Finally, we combine all of the dataframes together into a full dataframe.

In [6]:
full_df = join(df_dv, df_gc, on= :graphid)
full_df = join(full_df, df_subject, on = :subj)
first(full_df, 6)

Unnamed: 0_level_0,subj,graphid,tp,q,pt,risingBefore,cannotSeeAfter,downOverall
Unnamed: 0_level_1,Int64,String,Int64⍰,SubStrin…,SubStrin…,Int64,Int64,Int64
1,1,Q2 A,0,Q2,A,1,0,0
2,1,Q2 B,0,Q2,B,1,0,0
3,1,Q2 C,0,Q2,C,1,1,0
4,1,Q3 A,0,Q3,A,1,0,1
5,1,Q3 B,0,Q3,B,0,0,1
6,1,Q3 C,0,Q3,C,0,0,1


│   caller = compacttype(::Type, ::Int64) at show.jl:39
└ @ DataFrames /Users/aguang/.julia/packages/DataFrames/Iyo5L/src/abstractdataframe/show.jl:39


Now, we save the dataframes for other notebooks to use.

In [9]:
CSV.write(joinpath(DATA,"df_dv.dat"), df_dv)
CSV.write(joinpath(DATA,"df_gc.dat"), df_gc)
CSV.write(joinpath(DATA,"df_subject.dat"), df_subject)
CSV.write(joinpath(DATA,"full_df.dat"), full_df)

"/Users/aguang/CORE/tippingpoint/tippingpoint/data/full_df.dat"

# Hypotheses

The next part of the notebook to run is `02_descriptive_logistic`. We will go over the hypotheses again there. But briefly, here are the hypotheses we were looking at.

Our broad hypotheses are that: tipping points cannot be predicted, that bias and experience make one less likely to declare a tipping point, and that collective decision making makes a single individual less likely to declare a tipping point.
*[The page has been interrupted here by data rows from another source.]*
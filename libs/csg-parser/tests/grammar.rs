use csg_parser::{keys, parse, parse_partial, ParseErrorKind, Rule, Value};

fn contents(document: &Value) -> &[Value] {
    document.get(keys::CONTENTS).and_then(Value::as_array).unwrap()
}

#[test]
fn sphere_scenario() {
    let document = parse("sphere(r=1);").unwrap();
    assert_eq!(document.node_type(), Some("CSG file"));
    let items = contents(&document);
    assert_eq!(items.len(), 1);
    assert_eq!(
        items[0],
        Value::object([
            ("type", Value::from("sphere")),
            ("properties", Value::object([("r", Value::from(1.0))])),
        ])
    );
}

#[test]
fn whitespace_is_insignificant() {
    let compact = parse("union(){cube();sphere(r=2);}").unwrap();
    let spread = parse("union ( )\r\n{\n\tcube ( ) ;\n  sphere ( r = 2 ) ;\n}\n").unwrap();
    assert_eq!(compact, spread);
}

#[test]
fn number_forms() {
    let document = parse("cube(a = 0, b = -2, c = 3.5, d = 1e3, e = -2.5e-2);").unwrap();
    let properties = contents(&document)[0].get(keys::PROPERTIES).unwrap();
    let expected = [("a", 0.0), ("b", -2.0), ("c", 3.5), ("d", 1000.0), ("e", -0.025)];
    for (name, value) in expected {
        assert_eq!(properties.get(name), Some(&Value::from(value)), "{}", name);
    }
}

#[test]
fn positive_exponent_is_rejected() {
    assert!(parse("cube(a = 1e+3);").is_err());
    assert!(parse("cube(a = 1E3);").is_err());
}

#[test]
fn nested_arrays_and_strings() {
    let document = parse("cube(m = [[1, 2], [], [\"x\", true]]);").unwrap();
    let m = contents(&document)[0].get(keys::PROPERTIES).and_then(|p| p.get("m")).unwrap();
    let rows = m.as_array().unwrap();
    assert_eq!(rows.len(), 3);
    assert!(rows[1].as_array().unwrap().is_empty());
    assert_eq!(rows[2].as_array().unwrap()[0], Value::from("x"));
}

#[test]
fn special_variable_names() {
    let document = parse("sphere($fn = 8, $fa = 12, r = 1);").unwrap();
    let properties = contents(&document)[0].get(keys::PROPERTIES).unwrap();
    assert_eq!(properties.get("$fn"), Some(&Value::from(8.0)));
}

#[test]
fn deeply_nested_instructions() {
    let depth = 500;
    let source = format!("{}cube();{}", "group() { ".repeat(depth), " }".repeat(depth));
    let document = parse(&source).unwrap();
    let mut node = &contents(&document)[0];
    let mut levels = 0;
    while let Some(children) = node.get(keys::OBJECTS).and_then(Value::as_array) {
        node = &children[0];
        levels += 1;
    }
    assert_eq!(levels, depth);
    assert_eq!(node.node_type(), Some("cube"));
}

#[test]
fn very_deep_documents_parse_and_drop() {
    let depth = 20_000;
    let source = format!(
        "{}sphere();{}",
        "union() { cube(); ".repeat(depth),
        " }".repeat(depth)
    );
    let document = parse(&source).unwrap();
    assert_eq!(contents(&document)[0].node_type(), Some("union"));
    drop(document);
}

#[test]
fn missing_semicolon() {
    let error = parse("cube()").unwrap_err();
    assert!(matches!(error.kind, ParseErrorKind::UnexpectedEof { .. }));
}

#[test]
fn object_in_instruction_position_reports_furthest_error() {
    let error = parse("union() { cube() }").unwrap_err();
    assert_eq!(error.rule, Rule::Object);
    assert_eq!(error.offset(), 17);
}

#[test]
fn lenient_parse_keeps_prefix() {
    let parsed = parse_partial("# tool 1.0\ncube();\nsphere(r = 1)\n");
    let error = parsed.error.unwrap();
    assert_eq!(error.span.start.line, 3);
    assert_eq!(contents(&parsed.document).len(), 1);
    assert_eq!(
        parsed.document.get(keys::VERSION_NAME),
        Some(&Value::from("tool"))
    );
}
Specifically from our independent variables, we wanted to test the following hypotheses:

 1. If cannot see what follows point of interest, less likely to declare a TP
 2. If graph is rising before point of interest, more likely to declare a TP
 3. If subject is more experienced, less likely to declare a TP
 4. If more noise in overall graph, less likely to declare a TP
 5. If view a sustained change as important, less likely to declare a TP
 6. If likely to tell manager, more likely to declare a TP
 7. If see "other" TPs, more likely to declare a TP
 8. If view a decline as important, more likely to declare a TP if point has a decline
 9. Emotions drive TP observations
 10. If group is small, more likely to declare a TP